**WHAT TO DO**
The entries shown next need to be written again word for word.

**ENTRIES PROVIDED**
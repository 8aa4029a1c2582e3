use serde::{Deserialize, Deserializer, Serialize};

/// Delimiter used to join `years` and `states` into one positional argument.
///
/// Individual values must not contain it; this is not re-checked.
pub const LIST_DELIMITER: char = ',';

/// Resolutions understood by the stock map generator.
///
/// The server does not restrict requests to this list; the generator owns
/// the final say on which resolutions it can render.
pub const KNOWN_RESOLUTIONS: [&str; 5] = [
    "Postcode",
    "StateElectorate",
    "FederalElectorate",
    "State",
    "National",
];

/// The filters a user picked: one geographic granularity plus the time
/// buckets and spatial subdivisions to include.
///
/// Missing or `null` fields deserialize to empty values so that
/// [`FilterSelection::validate`] is the single place that rejects them.
#[derive(Debug, Clone, Default, PartialEq, Eq, Serialize, Deserialize)]
pub struct FilterSelection {
    #[serde(default, deserialize_with = "null_as_default")]
    pub resolution: String,
    #[serde(default, deserialize_with = "null_as_default")]
    pub years: Vec<String>,
    #[serde(default, deserialize_with = "null_as_default")]
    pub states: Vec<String>,
}

impl FilterSelection {
    pub fn new(
        resolution: impl Into<String>,
        years: impl IntoIterator<Item = impl Into<String>>,
        states: impl IntoIterator<Item = impl Into<String>>,
    ) -> Self {
        Self {
            resolution: resolution.into(),
            years: years.into_iter().map(Into::into).collect(),
            states: states.into_iter().map(Into::into).collect(),
        }
    }

    /// Checks that every required field is present and non-empty.
    ///
    /// All missing fields are reported at once.
    pub fn validate(&self) -> Result<(), ValidationError> {
        let mut missing = Vec::new();
        if self.resolution.trim().is_empty() {
            missing.push(Field::Resolution);
        }
        if self.years.is_empty() {
            missing.push(Field::Years);
        }
        if self.states.is_empty() {
            missing.push(Field::States);
        }

        if missing.is_empty() {
            Ok(())
        } else {
            Err(ValidationError { missing })
        }
    }

    pub fn is_valid(&self) -> bool {
        self.validate().is_ok()
    }

    /// Positional arguments handed to the generator:
    /// `(resolution, years_joined, states_joined)`.
    pub fn to_args(&self) -> [String; 3] {
        [
            self.resolution.clone(),
            join_values(&self.years),
            join_values(&self.states),
        ]
    }
}

fn join_values(values: &[String]) -> String {
    let mut out = String::new();
    for (idx, value) in values.iter().enumerate() {
        if idx > 0 {
            out.push(LIST_DELIMITER);
        }
        out.push_str(value);
    }
    out
}

fn null_as_default<'de, D, T>(deserializer: D) -> Result<T, D::Error>
where
    D: Deserializer<'de>,
    T: Deserialize<'de> + Default,
{
    Ok(Option::<T>::deserialize(deserializer)?.unwrap_or_default())
}

#[derive(Debug, Clone, Copy, PartialEq, Eq, Serialize)]
#[serde(rename_all = "lowercase")]
pub enum Field {
    Resolution,
    Years,
    States,
}

impl Field {
    pub fn as_str(self) -> &'static str {
        match self {
            Self::Resolution => "resolution",
            Self::Years => "years",
            Self::States => "states",
        }
    }
}

/// A selection that is missing at least one required field.
#[derive(Debug, Clone, PartialEq, Eq, thiserror::Error)]
#[error("missing required parameters: {}", render_fields(.missing))]
pub struct ValidationError {
    pub missing: Vec<Field>,
}

fn render_fields(fields: &[Field]) -> String {
    fields
        .iter()
        .map(|f| f.as_str())
        .collect::<Vec<_>>()
        .join(", ")
}
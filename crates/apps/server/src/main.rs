use std::sync::Arc;

use anyhow::Context;
use axum::routing::{delete, get, post};
use axum::Router;
use http::Method;
use tower_http::cors::{Any, CorsLayer};
use tower_http::services::ServeDir;
use tower_http::trace::TraceLayer;
use tracing::{info, warn};
use tracing_subscriber::EnvFilter;

mod config;
mod error;
mod generator;
mod routes;
mod store;

use config::Config;
use generator::{MapGenerator, ProcessGenerator};
use store::ArtifactStore;

#[derive(Clone)]
pub(crate) struct AppState {
    store: Arc<ArtifactStore>,
    generator: Arc<dyn MapGenerator>,
}

#[tokio::main]
async fn main() -> anyhow::Result<()> {
    tracing_subscriber::fmt()
        .with_env_filter(EnvFilter::from_default_env())
        .init();

    let config = Config::from_env()?;
    info!(
        program = %config.program,
        args = ?config.leading_args,
        timeout_secs = config.timeout.as_secs(),
        "map generator configured"
    );

    let store = Arc::new(ArtifactStore::new(config.maps_dir()));
    if let Err(err) = store.ensure_dir().await {
        warn!("failed to create artifact store {}: {err}", store.dir().display());
    }

    let state = AppState {
        store,
        generator: Arc::new(ProcessGenerator::from_config(&config)),
    };
    let app = build_router(state);

    let addr = config.addr;
    info!("map server listening on http://{addr}");
    let listener = tokio::net::TcpListener::bind(addr)
        .await
        .with_context(|| format!("failed to bind {addr}"))?;
    axum::serve(listener, app).await.context("server stopped")?;
    Ok(())
}

pub(crate) fn build_router(state: AppState) -> Router {
    let cors = CorsLayer::new()
        .allow_origin(Any)
        .allow_headers(Any)
        .allow_methods([Method::GET, Method::POST, Method::DELETE, Method::OPTIONS]);

    Router::new()
        .route("/healthz", get(routes::healthz))
        .route(protocol::GENERATE_MAP_PATH, post(routes::generate_map))
        .route(protocol::RESET_MAPS_PATH, delete(routes::reset_maps))
        .nest_service(protocol::MAPS_URL_PREFIX, ServeDir::new(state.store.dir()))
        .layer(cors)
        .layer(TraceLayer::new_for_http())
        .with_state(state)
}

**EXERCISE RESULT**
repository 8aa4029a1c2582e3
use serde::{Deserialize, Deserializer, Serialize};

/// Delimiter used to join `years` and `states` into one positional argument.
///
/// Individual values must not contain it; this is not re-checked.
pub const LIST_DELIMITER: char = ',';

/// Resolutions understood by the stock map generator.
///
/// The server does not restrict requests to this list; the generator owns
/// the final say on which resolutions it can render.
pub const KNOWN_RESOLUTIONS: [&str; 5] = [
    "Postcode",
    "StateElectorate",
    "FederalElectorate",
    "State",
    "National",
];

/// The filters a user picked: one geographic granularity plus the time
/// buckets and spatial subdivisions to include.
///
/// Missing or `null` fields deserialize to empty values so that
/// [`FilterSelection::validate`] is the single place that rejects them.
#[derive(Debug, Clone, Default, PartialEq, Eq, Serialize, Deserialize)]
pub struct FilterSelection {
    #[serde(default, deserialize_with = "null_as_default")]
    pub resolution: String,
    #[serde(default, deserialize_with = "null_as_default")]
    pub years: Vec<String>,
    #[serde(default, deserialize_with = "null_as_default")]
    pub states: Vec<String>,
}

impl FilterSelection {
    pub fn new(
        resolution: impl Into<String>,
        years: impl IntoIterator<Item = impl Into<String>>,
        states: impl IntoIterator<Item = impl Into<String>>,
    ) -> Self {
        Self {
            resolution: resolution.into(),
            years: years.into_iter().map(Into::into).collect(),
            states: states.into_iter().map(Into::into).collect(),
        }
    }

    /// Checks that every required field is present and non-empty.
    ///
    /// All missing fields are reported at once.
    pub fn validate(&self) -> Result<(), ValidationError> {
        let mut missing = Vec::new();
        if self.resolution.trim().is_empty() {
            missing.push(Field::Resolution);
        }
        if self.years.is_empty() {
            missing.push(Field::Years);
        }
        if self.states.is_empty() {
            missing.push(Field::States);
        }

        if missing.is_empty() {
            Ok(())
        } else {
            Err(ValidationError { missing })
        }
    }

    pub fn is_valid(&self) -> bool {
        self.validate().is_ok()
    }

    /// Positional arguments handed to the generator:
    /// `(resolution, years_joined, states_joined)`.
    pub fn to_args(&self) -> [String; 3] {
        [
            self.resolution.clone(),
            join_values(&self.years),
            join_values(&self.states),
        ]
    }
}

fn join_values(values: &[String]) -> String {
    let mut out = String::new();
    for (idx, value) in values.iter().enumerate() {
        if idx > 0 {
            out.push(LIST_DELIMITER);
        }
        out.push_str(value);
    }
    out
}

fn null_as_default<'de, D, T>(deserializer: D) -> Result<T, D::Error>
where
    D: Deserializer<'de>,
    T: Deserialize<'de> + Default,
{
    Ok(Option::<T>::deserialize(deserializer)?.unwrap_or_default())
}

#[derive(Debug, Clone, Copy, PartialEq, Eq, Serialize)]
#[serde(rename_all = "lowercase")]
pub enum Field {
    Resolution,
    Years,
    States,
}

impl Field {
    pub fn as_str(self) -> &'static str {
        match self {
            Self::Resolution => "resolution",
            Self::Years => "years",
            Self::States => "states",
        }
    }
}

/// A selection that is missing at least one required field.
#[derive(Debug, Clone, PartialEq, Eq, thiserror::Error)]
#[error("missing required parameters: {}", render_fields(.missing))]
pub struct ValidationError {
    pub missing: Vec<Field>,
}

fn render_fields(fields: &[Field]) -> String {
    fields
        .iter()
        .map(|f| f.as_str())
        .collect::<Vec<_>>()
        .join(", ")
}
filename crates/apps/server/src/main.rs
use std::sync::Arc;

use anyhow::Context;
use axum::routing::{delete, get, post};
use axum::Router;
use http::Method;
use tower_http::cors::{Any, CorsLayer};
use tower_http::services::ServeDir;
use tower_http::trace::TraceLayer;
use tracing::{info, warn};
use tracing_subscriber::EnvFilter;

mod config;
mod error;
mod generator;
mod routes;
mod store;

use config::Config;
use generator::{MapGenerator, ProcessGenerator};
use store::ArtifactStore;

#[derive(Clone)]
pub(crate) struct AppState {
    store: Arc<ArtifactStore>,
    generator: Arc<dyn MapGenerator>,
}

#[tokio::main]
async fn main() -> anyhow::Result<()> {
    tracing_subscriber::fmt()
        .with_env_filter(EnvFilter::from_default_env())
        .init();

    let config = Config::from_env()?;
    info!(
        program = %config.program,
        args = ?config.leading_args,
        timeout_secs = config.timeout.as_secs(),
        "map generator configured"
    );

    let store = Arc::new(ArtifactStore::new(config.maps_dir()));
    if let Err(err) = store.ensure_dir().await {
        warn!("failed to create artifact store {}: {err}", store.dir().display());
    }

    let state = AppState {
        store,
        generator: Arc::new(ProcessGenerator::from_config(&config)),
    };
    let app = build_router(state);

    let addr = config.addr;
    info!("map server listening on http://{addr}");
    let listener = tokio::net::TcpListener::bind(addr)
        .await
        .with_context(|| format!("failed to bind {addr}"))?;
    axum::serve(listener, app).await.context("server stopped")?;
    Ok(())
}

pub(crate) fn build_router(state: AppState) -> Router {
    let cors = CorsLayer::new()
        .allow_origin(Any)
        .allow_headers(Any)
        .allow_methods([Method::GET, Method::POST, Method::DELETE, Method::OPTIONS]);

    Router::new()
        .route("/healthz", get(routes::healthz))
        .route(protocol::GENERATE_MAP_PATH, post(routes::generate_map))
        .route(protocol::RESET_MAPS_PATH, delete(routes::reset_maps))
        .nest_service(protocol::MAPS_URL_PREFIX, ServeDir::new(state.store.dir()))
        .layer(cors)
        .layer(TraceLayer::new_for_http())
        .with_state(state)
}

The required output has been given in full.